Upon the application of Kevin Lane, the facts of the case state that the respondent failed to cooperate when the accredited official wanted to inspect his car at the company’s plant in Woodville. The respondent was to face a penalty for the failure to cooperate with a certified official. Mr. Lane alleges that the respondent breached clause 34 by occasionally refusing the inspection of vehicles at the stated plant. In response, the respondent held that there was no evidence proving that Mr. Lane was an officer of the purported VBEF organization. The court ruled against the proposals of the respondent. The court is thus right to assert that Mr. Lane is an official with adequate power vested in him by virtue of being the holder of an office. Given that Mr. Lane is the secretary of the VBEF organization, he is a certified partisan of the Federal Council. The court presumes that a man of his caliber should be well known to the organization, and it should permit him to carry out the duties mandated by the law. Therefore, in ruling that Arrowcrest should face the penalties imposed by breaching section 34, the court in makes a just.
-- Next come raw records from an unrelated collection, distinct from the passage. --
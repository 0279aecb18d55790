//! Scripted session used by unit tests across the crate.

use std::collections::VecDeque;
use std::sync::Arc;

use async_trait::async_trait;
use parking_lot::Mutex;

use crate::platform::{PlatformError, PlatformResponse, PlatformSession};

pub(crate) type RequestLog = Arc<Mutex<Vec<(String, Vec<(String, String)>)>>>;

/// Replies are served in order; every request (URL + form) is recorded.
#[derive(Default)]
pub(crate) struct ScriptedSession {
    replies: Mutex<VecDeque<Result<PlatformResponse, String>>>,
    pub requests: RequestLog,
}

impl ScriptedSession {
    pub fn with(replies: Vec<PlatformResponse>) -> Self {
        Self {
            replies: Mutex::new(replies.into_iter().map(Ok).collect()),
            ..Default::default()
        }
    }

    /// Queue a transport failure (e.g. a timeout) as the next reply.
    pub fn then_fail(self, reason: &str) -> Self {
        self.replies.lock().push_back(Err(reason.to_string()));
        self
    }

    fn next(
        &self,
        url: &str,
        form: &[(String, String)],
    ) -> Result<PlatformResponse, PlatformError> {
        self.requests.lock().push((url.to_string(), form.to_vec()));
        match self.replies.lock().pop_front() {
            Some(Ok(resp)) => Ok(resp),
            Some(Err(reason)) => Err(PlatformError::InvalidResponse(reason)),
            None => Err(PlatformError::InvalidResponse(format!(
                "unscripted request {url}"
            ))),
        }
    }
}

pub(crate) fn page(body: &str) -> PlatformResponse {
    PlatformResponse {
        status: 200,
        final_url: "https://p.test/somewhere".into(),
        body: body.into(),
    }
}

#[async_trait]
impl PlatformSession for ScriptedSession {
    async fn get(&self, url: &str, _: &str) -> Result<PlatformResponse, PlatformError> {
        self.next(url, &[])
    }

    async fn post_form(
        &self,
        url: &str,
        _: &str,
        form: &[(String, String)],
    ) -> Result<PlatformResponse, PlatformError> {
        self.next(url, form)
    }
}
pub mod attempt;
pub mod executor;
pub mod types;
All organizations need to recognize the power held by state officials. The fact that they are officers implies that they are the legal holders of the office. Therefore, all persons, both individuals and organizations, have a fiduciary duty to comply with the legal obligations that state officials have a mandate to carry out in the course of the duty. Failure to do so implies that the person is liable to penalties or legal fines as imposed by the conditions of the law that they breach.
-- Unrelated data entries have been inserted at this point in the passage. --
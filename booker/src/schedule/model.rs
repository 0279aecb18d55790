use chrono::{DateTime, NaiveDate, NaiveTime, Utc};
use serde::{Deserialize, Serialize};

use crate::planner::types::SlotWindow;
use crate::serde_helpers::{hhmm, id_string};

/// Lifecycle of a desired booking as seen by the scheduler.
#[derive(Clone, Copy, Debug, Default, PartialEq, Eq, Serialize, Deserialize)]
#[serde(rename_all = "kebab-case")]
pub enum BookingState {
    #[default]
    Pending,
    Completed,
    FailedRetryable,
}

/// Diagnostics of the most recent unsuccessful pass.
#[derive(Clone, Debug, PartialEq, Eq, Serialize, Deserialize)]
pub struct FailureRecord {
    pub at: DateTime<Utc>,

    /// Pipeline stage that failed first: chunking, availability,
    /// provisioning or booking.
    #[serde(default)]
    pub stage: String,

    pub error: String,
}

/// A user-requested reservation, as stored in the schedule file.
///
/// The scheduler only ever touches the state fields (`enabled`, `state`,
/// `secured_slots`, `completed_at`, `last_failure`); everything else is
/// owned by whoever edits the file.
#[derive(Clone, Debug, PartialEq, Serialize, Deserialize)]
#[serde(rename_all = "camelCase")]
pub struct DesiredBooking {
    pub id: String,
    pub target_date: NaiveDate,

    /// Informational; due-ness is derived from `target_date`.
    #[serde(default, skip_serializing_if = "Option::is_none")]
    pub booking_date: Option<NaiveDate>,

    #[serde(with = "hhmm")]
    pub start: NaiveTime,
    #[serde(with = "hhmm")]
    pub end: NaiveTime,

    #[serde(deserialize_with = "id_string")]
    pub resource: String,

    #[serde(default)]
    pub description: String,

    #[serde(default = "enabled_by_default")]
    pub enabled: bool,

    #[serde(default)]
    pub state: BookingState,

    /// Sub-ranges booked by earlier passes.
    #[serde(default, skip_serializing_if = "Vec::is_empty")]
    pub secured_slots: Vec<SlotWindow>,

    #[serde(default, skip_serializing_if = "Option::is_none")]
    pub added_at: Option<DateTime<Utc>>,

    #[serde(default, skip_serializing_if = "Option::is_none")]
    pub completed_at: Option<DateTime<Utc>>,

    #[serde(default, skip_serializing_if = "Option::is_none")]
    pub last_failure: Option<FailureRecord>,

    /// Keys this program does not know about survive a rewrite.
    #[serde(flatten)]
    pub extra: serde_json::Map<String, serde_json::Value>,
}

fn enabled_by_default() -> bool {
    true
}

impl DesiredBooking {
    pub fn new(target_date: NaiveDate, start: NaiveTime, end: NaiveTime, resource: &str) -> Self {
        Self {
            id: format!("booking-{}", target_date.format("%Y-%m-%d")),
            target_date,
            booking_date: None,
            start,
            end,
            resource: resource.to_string(),
            description: format!("Booking for {}", target_date.format("%Y-%m-%d")),
            enabled: true,
            state: BookingState::Pending,
            secured_slots: Vec::new(),
            added_at: Some(Utc::now()),
            completed_at: None,
            last_failure: None,
            extra: serde_json::Map::new(),
        }
    }

    /// Enabled and not yet completed. Completion is read from `completed_at`,
    /// so a record re-enabled by hand (flag set, timestamp removed) is live
    /// again whatever its stored `state`.
    pub fn is_active(&self) -> bool {
        self.enabled && self.completed_at.is_none()
    }

    /// Bring `state` back in line with a hand-edited record. A completed
    /// record that lost its `completedAt` starts over from scratch.
    pub fn reconcile(&mut self) {
        if self.state == BookingState::Completed && self.completed_at.is_none() {
            self.state = BookingState::Pending;
            self.secured_slots.clear();
        }
    }

    /// Record newly booked windows, ignoring ones already known.
    pub fn secure(&mut self, windows: impl IntoIterator<Item = SlotWindow>) {
        for w in windows {
            if !self.secured_slots.contains(&w) {
                self.secured_slots.push(w);
            }
        }
        self.secured_slots.sort_by_key(|w| w.start);
    }

    /// Completion disables the record in place; it is never removed.
    pub fn mark_completed(&mut self, at: DateTime<Utc>) {
        self.enabled = false;
        self.state = BookingState::Completed;
        self.completed_at = Some(at);
        self.last_failure = None;
    }

    pub fn mark_failed(&mut self, at: DateTime<Utc>, stage: &str, error: String) {
        self.state = BookingState::FailedRetryable;
        self.last_failure = Some(FailureRecord {
            at,
            stage: stage.to_string(),
            error,
        });
    }
}

/// On-disk layout: `{ "bookings": [...] }`.
#[derive(Clone, Debug, Default, PartialEq, Serialize, Deserialize)]
pub struct ScheduleFile {
    #[serde(default)]
    pub bookings: Vec<DesiredBooking>,
}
On August 14 in 1990, James Koehn and Aleksander Argirov were the respondent’s employees. Koehn’s scope of employment encompassed the duties of a spray painter within the paint shop. He was attached an OE machine within the shop. On the other hand, Argirov was a trainee working as a spray painter in the automotive section. On the date mention, the respondent decided to terminate their employment citing a downturn within the industry that the company actively traded. During the course of their employment, the respondent always asserted that their employment was primarily causal in nature. Consequently, the employer could dismiss them at any time as and when he deems fit to do so. In this light, the plaintiffs want the court to impose some penalties on the respondent for failing to honor the contractual awards promised to them in case of dismissal. Allegedly, there is some failure on the part of the respondent for failing to honor the award. The applicants claim that the respondent did not treat either of them as people employed on a weekly basis prior to the termination of the contract in addition to failing to notify them prior one week prior to the termination. He did not grant that them a one-week pay about the notice of dismissal. They hold that the dismissal was unjust, harsh, and unreasonable.
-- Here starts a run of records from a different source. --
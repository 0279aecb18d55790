pub mod model;
pub mod provisioner;
pub mod tokens;

pub use model::GuestIdentity;
pub use provisioner::IdentityProvisioner;
pub use tokens::{MarkupTokenExtractor, MissingToken, PageTokenExtractor, SignupTokens};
In their quest for penalties against the respondent, the court dismissed their application. The court is right in dismissing their application because the employer emphatically reminded the two applicants that they were casual employee. Here, it is important to note that the employer does need to put this provision in the terms of the contract of employment. It is possible to imply contracts by conduct. Therefore, if the respondent behaved in manner tom suggest to the applicants that their employment was temporary. Then it grants him the liberty to dismiss them anytime. There may be a notice of termination prior to its implementation although that provision usually comes down to the nature of the contract in question. If the contract does not specify the period within which notice should be served, then it is at the discretion of the employer. However, I do not agree with the decision of the courts to dismiss the rights of the applicants to receive their award. If the award is part of the employment contract, the court needs to point out an exception in this case because of the nature of the facts at hand. Employment law requires the reimbursement of any due amounts to an employee upon the termination of the contract of employment. Therefore, the applicants a have a right to claim their award.